LONDON (Reuters Breakingviews) - Hong Kong is conducting a real-time experiment: What are the minimum conditions for a functioning financial centre? Months of increasingly violent clashes between protesters and police have challenged some of the strengths that make it Asia’s foremost international hub.
Banking and trading nerve centres need easy movement of money and people, free flows of information, stable laws and peace. Hong Kong has long had all of these, enshrined in the 50-year agreement under which Britain handed the territory to China in 1997. It also offers low tax rates. Yet less than halfway through the transition, its status is in serious doubt.
Calm was the first casualty of demonstrations sparked by a controversial extradition bill introduced by Chief Executive Carrie Lam. In scenes that shocked a city where violence is rare, protesters trashed shops and started fires as police fired tear gas, water cannon and even live bullets. The battle culminated in a medieval siege at Hong Kong’s Polytechnic University, where activists armed with petrol bombs and a makeshift catapult confronted police who had sealed off exit routes. Travellers using the airport, subway and harbour tunnels have all faced disruption.
The independent legal system, a legacy of British rule, is also under strain. The now-withdrawn legislation raised the spectre of suspects being whisked across the border and into China’s opaque courts. Hong Kong judges face meddling from Beijing. When the territory’s Supreme Court last month threw out a proposed government ban on face masks, China’s top legislature declared the justices had no power to rule whether the proposal was constitutional.
These infringements have made Hongkongers question their other freedoms. Though fund managers can still move money around the world from gleaming high-rise towers on the harbour, they talk about establishing backup offices in Singapore or Sydney. Bankers report a surge in wealthy clients opening accounts elsewhere. Expats compare emergency evacuation plans in case China cracks down. And though information remains freely accessible, locals are keenly aware how easily the digital “great firewall” could be extended from the mainland.
Yet Hong Kong’s financial apparatus keeps humming along. As office workers in the financial district fled tear gas during their lunch hour, Alibaba last month raised almost $13 billion in a secondary listing on the Hong Kong exchange. Retail investors placed orders worth 40 times the amount they had been allocated, Reuters reported.
The e-commerce giant’s listing underscores Hong Kong’s appeal. The $520 billion New York-listed company has long faced pressure to give Chinese investors access to its shares. Growing economic tensions with the United States provide further impetus for an alternative trading venue. But an offering on the Shanghai or Shenzhen exchanges would have been highly complicated for a company incorporated in the Cayman Islands. That made Hong Kong the only credible alternative.
The city ranks fourth as a financial centre when it comes to attracting cross-border funds or international bank assets, far ahead of Asian rivals, according to a 2018 study by New Financial, a think tank.

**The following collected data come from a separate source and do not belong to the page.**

//! Configuration management
//!
//! Server and storage settings, read from a TOML file. Every field has a
//! default so the service runs with no file at all.

use anyhow::{Context, Result};
use serde::{Deserialize, Serialize};
use std::path::{Path, PathBuf};
use tracing::{debug, info};

/// Config file looked up in the working directory
pub const LOCAL_CONFIG_FILE: &str = "event-form.toml";

/// Main configuration structure
#[derive(Debug, Clone, Default, PartialEq, Serialize, Deserialize)]
pub struct Config {
    /// HTTP server settings
    #[serde(default)]
    pub server: ServerConfig,
    /// Submission storage settings
    #[serde(default)]
    pub storage: StorageConfig,
}

#[derive(Debug, Clone, PartialEq, Serialize, Deserialize)]
pub struct ServerConfig {
    /// Host to bind to
    #[serde(default = "default_host")]
    pub host: String,
    /// Port to listen on
    #[serde(default = "default_port")]
    pub port: u16,
    /// Largest accepted request body
    #[serde(default = "default_max_body_bytes")]
    pub max_body_bytes: usize,
}

fn default_host() -> String {
    "0.0.0.0".to_string()
}

fn default_port() -> u16 {
    8080
}

fn default_max_body_bytes() -> usize {
    2 * 1024 * 1024
}

impl Default for ServerConfig {
    fn default() -> Self {
        Self {
            host: default_host(),
            port: default_port(),
            max_body_bytes: default_max_body_bytes(),
        }
    }
}

#[derive(Debug, Clone, PartialEq, Serialize, Deserialize)]
pub struct StorageConfig {
    /// Directory holding per-submission files and the aggregate log
    #[serde(default = "default_logs_dir")]
    pub logs_dir: PathBuf,
}

fn default_logs_dir() -> PathBuf {
    PathBuf::from("logs")
}

impl Default for StorageConfig {
    fn default() -> Self {
        Self {
            logs_dir: default_logs_dir(),
        }
    }
}

impl Config {
    /// Load configuration.
    ///
    /// An explicit path must exist. Otherwise `./event-form.toml` and then the
    /// platform config file are tried, falling back to defaults.
    pub fn load(explicit: Option<&Path>) -> Result<Self> {
        if let Some(path) = explicit {
            return Self::from_file(path);
        }

        let candidates = [Some(PathBuf::from(LOCAL_CONFIG_FILE)), config_path().ok()];
        for path in candidates.into_iter().flatten() {
            if path.exists() {
                return Self::from_file(&path);
            }
        }

        debug!("No config file found, using defaults");
        Ok(Self::default())
    }

    /// Parse a config file
    pub fn from_file(path: &Path) -> Result<Self> {
        let contents = std::fs::read_to_string(path)
            .with_context(|| format!("Failed to read config file {}", path.display()))?;
        let config = Self::from_toml(&contents)
            .with_context(|| format!("Failed to parse config file {}", path.display()))?;
        info!("Loaded configuration from {}", path.display());
        Ok(config)
    }

    pub fn from_toml(contents: &str) -> Result<Self> {
        Ok(toml::from_str(contents)?)
    }

    pub fn to_toml(&self) -> Result<String> {
        toml::to_string_pretty(self).context("Failed to serialize config")
    }
}

/// Get the platform configuration file path
pub fn config_path() -> Result<PathBuf> {
    let base = directories::ProjectDirs::from("com", "event-form", "event-form")
        .context("Failed to get project directories")?;
    Ok(base.config_dir().join("config.toml"))
}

While the mainland bourses serve China’s vast domestic market, they remain largely walled off for international capital. For that to change, China will have to relax tight controls on financial flows and develop a legal regime that foreign buyers can trust. That would take decades.
These relative advantages may help insulate Hong Kong from more severe suppression. Both expat and local executives and financiers hope the overwhelming support for pro-democracy parties in district council elections last month will prompt the government to back down. Concessions could include an official inquiry into the recent violence and the reintroduction of limited proposals for broader democratic votes. Another idea is for Beijing to extend the 50-year handover period far beyond 2047.

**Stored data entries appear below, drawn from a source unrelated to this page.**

//! Static form page
//!
//! The Telegram Mini-App form (markup, styles and script) is compiled into
//! the binary and assembled once at startup. Handlers serve it from memory.

use std::sync::Arc;

use axum::{
    extract::State,
    http::header,
    response::{Html, IntoResponse},
};

use crate::server::ServerState;

const INDEX_HTML: &str = include_str!("assets/index.html");
const STYLES_CSS: &str = include_str!("assets/styles.css");
const SCRIPT_JS: &str = include_str!("assets/script.js");

/// Immutable page content held for the process lifetime
#[derive(Debug)]
pub struct FormPage {
    pub html: String,
    pub css: String,
    pub js: String,
}

impl FormPage {
    pub fn load() -> Arc<Self> {
        Arc::new(Self {
            html: INDEX_HTML.trim().to_string(),
            css: STYLES_CSS.trim().to_string(),
            js: SCRIPT_JS.trim().to_string(),
        })
    }
}

/// `GET /`
pub async fn index_page(State(state): State<ServerState>) -> Html<String> {
    Html(state.page.html.clone())
}

/// `GET /static/styles.css`
pub async fn styles(State(state): State<ServerState>) -> impl IntoResponse {
    (
        [(header::CONTENT_TYPE, "text/css; charset=utf-8")],
        state.page.css.clone(),
    )
}

/// `GET /static/script.js`
pub async fn script(State(state): State<ServerState>) -> impl IntoResponse {
    (
        [(header::CONTENT_TYPE, "text/javascript; charset=utf-8")],
        state.page.js.clone(),
    )
}
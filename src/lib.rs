//! Event Form - Telegram Mini-App form service
//!
//! Serves a form for requesting content updates to event listings and
//! handles what it sends back:
//! - rule-based improvement of free-text fields
//! - persistence of each submission to its own JSON file
//! - an append-only aggregate log of every submission
//!
//! # Example
//!
//! ```ignore
//! use event_form::{Config, start_server};
//!
//! #[tokio::main]
//! async fn main() -> anyhow::Result<()> {
//!     start_server(Config::load(None)?).await
//! }
//! ```

pub mod types;
pub mod error;
pub mod config;
pub mod improver;
pub mod store;
pub mod server;
pub mod cli;

pub use config::Config;
pub use error::{AppError, StoreError};
pub use improver::{improve, Improver, RuleBasedImprover};
pub use server::{router, ServerState, start as start_server};
pub use store::SubmissionStore;
pub use types::Submission;

/// Library version
pub const VERSION: &str = env!("CARGO_PKG_VERSION");

/// Library name
pub const NAME: &str = env!("CARGO_PKG_NAME");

Local tycoons are also belatedly recognising that rampant inequality, as evidenced by sky-high property prices, is partly to blame for the turmoil. A construction push could help boost home ownership, which has fallen below 50% of the population. In Singapore, the figure is above 90%.

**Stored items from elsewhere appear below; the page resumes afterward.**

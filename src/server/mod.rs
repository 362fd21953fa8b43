//! Web server module
//!
//! Serves the form page and the JSON API:
//!
//! - `GET /` form page, `GET /static/*` its styles and script
//! - `POST /api/improve-text` rewrite a free-text field
//! - `POST /api/submit-form` persist a submission
//! - `GET /logs` dump the aggregate log
//! - `GET /api/status` liveness

pub mod http;
pub mod page;

use anyhow::{Context, Result};
use axum::{
    extract::DefaultBodyLimit,
    routing::{get, post},
    Router,
};
use std::net::SocketAddr;
use std::sync::Arc;
use tokio::net::TcpListener;
use tokio::signal;
use tower_http::cors::{Any, CorsLayer};
use tower_http::trace::TraceLayer;
use tracing::info;

use crate::config::Config;
use crate::improver::{Improver, RuleBasedImprover};
use crate::store::SubmissionStore;

pub use page::FormPage;

/// Shared server state
#[derive(Clone)]
pub struct ServerState {
    pub store: Arc<SubmissionStore>,
    pub improver: Arc<dyn Improver>,
    pub page: Arc<FormPage>,
    pub max_body_bytes: usize,
}

impl ServerState {
    /// Build state from configuration, creating the logs directory
    pub fn from_config(config: &Config) -> Result<Self> {
        let store = SubmissionStore::open(&config.storage.logs_dir)
            .context("Failed to open submission store")?;

        Ok(Self {
            store: Arc::new(store),
            improver: Arc::new(RuleBasedImprover),
            page: FormPage::load(),
            max_body_bytes: config.server.max_body_bytes,
        })
    }
}

/// Build the application router
pub fn router(state: ServerState) -> Router {
    let cors = CorsLayer::new()
        .allow_origin(Any)
        .allow_methods(Any)
        .allow_headers(Any);

    Router::new()
        .route("/", get(page::index_page))
        .route("/static/styles.css", get(page::styles))
        .route("/static/script.js", get(page::script))
        .route("/api/improve-text", post(http::improve_text_handler))
        .route("/api/submit-form", post(http::submit_form_handler))
        .route("/api/status", get(http::status_handler))
        .route("/logs", get(http::logs_handler))
        .layer(DefaultBodyLimit::max(state.max_body_bytes))
        .layer(cors)
        .layer(TraceLayer::new_for_http())
        .with_state(state)
}

/// Start the web server and run until Ctrl+C or SIGTERM
pub async fn start(config: Config) -> Result<()> {
    let state = ServerState::from_config(&config)?;

    let addr: SocketAddr = format!("{}:{}", config.server.host, config.server.port)
        .parse()
        .context("Invalid bind address")?;

    let app = router(state);

    info!("Submissions are stored in {}", config.storage.logs_dir.display());
    info!("Binding to {}", addr);

    let listener = TcpListener::bind(addr)
        .await
        .with_context(|| format!("Failed to bind {}", addr))?;
    info!("Listening on http://{}", addr);

    axum::serve(listener, app)
        .with_graceful_shutdown(shutdown_signal())
        .await
        .context("Server error")?;

    info!("Server shut down");
    Ok(())
}

async fn shutdown_signal() {
    let ctrl_c = async {
        match signal::ctrl_c().await {
            Ok(()) => info!("Received Ctrl+C, shutting down"),
            Err(_) => std::future::pending::<()>().await,
        }
    };

    #[cfg(unix)]
    let terminate = async {
        match signal::unix::signal(signal::unix::SignalKind::terminate()) {
            Ok(mut sig) => {
                sig.recv().await;
                info!("Received terminate signal, shutting down");
            }
            Err(_) => std::future::pending::<()>().await,
        }
    };

    #[cfg(not(unix))]
    let terminate = std::future::pending::<()>();

    tokio::select! {
        _ = ctrl_c => {},
        _ = terminate => {},
    }
}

Economic sops, however, may be insufficient to calm younger generations for whom the protests are an expression of an identity distinct from the rest of China. If violence persists, the People’s Republic may decide that squashing a challenge to its authority is more important than preserving a financial hub. Companies that don’t need access to China could relocate their regional headquarters. Bankers serving Chinese clients could be stationed on the mainland.
There is a chance Hong Kong goes the way of Antwerp, Venice or Beirut: once-mighty financial hubs which succumbed to adverse economic and political shifts. So long as mainland China’s alternative centres tick fewer boxes, though, the city will retain its relative appeal.
Reuters Breakingviews is the world's leading source of agenda-setting financial insight. As the Reuters brand for financial commentary, we dissect the big business and economic stories as they break around the world every day. A global team of about 30 correspondents in New York, London, Hong Kong and other major cities provides expert analysis in real time.
Sign up for a free trial of our full service at https://www.breakingviews.com/trial and follow us on Twitter @Breakingviews and at www.breakingviews.com. All opinions expressed are those of the authors.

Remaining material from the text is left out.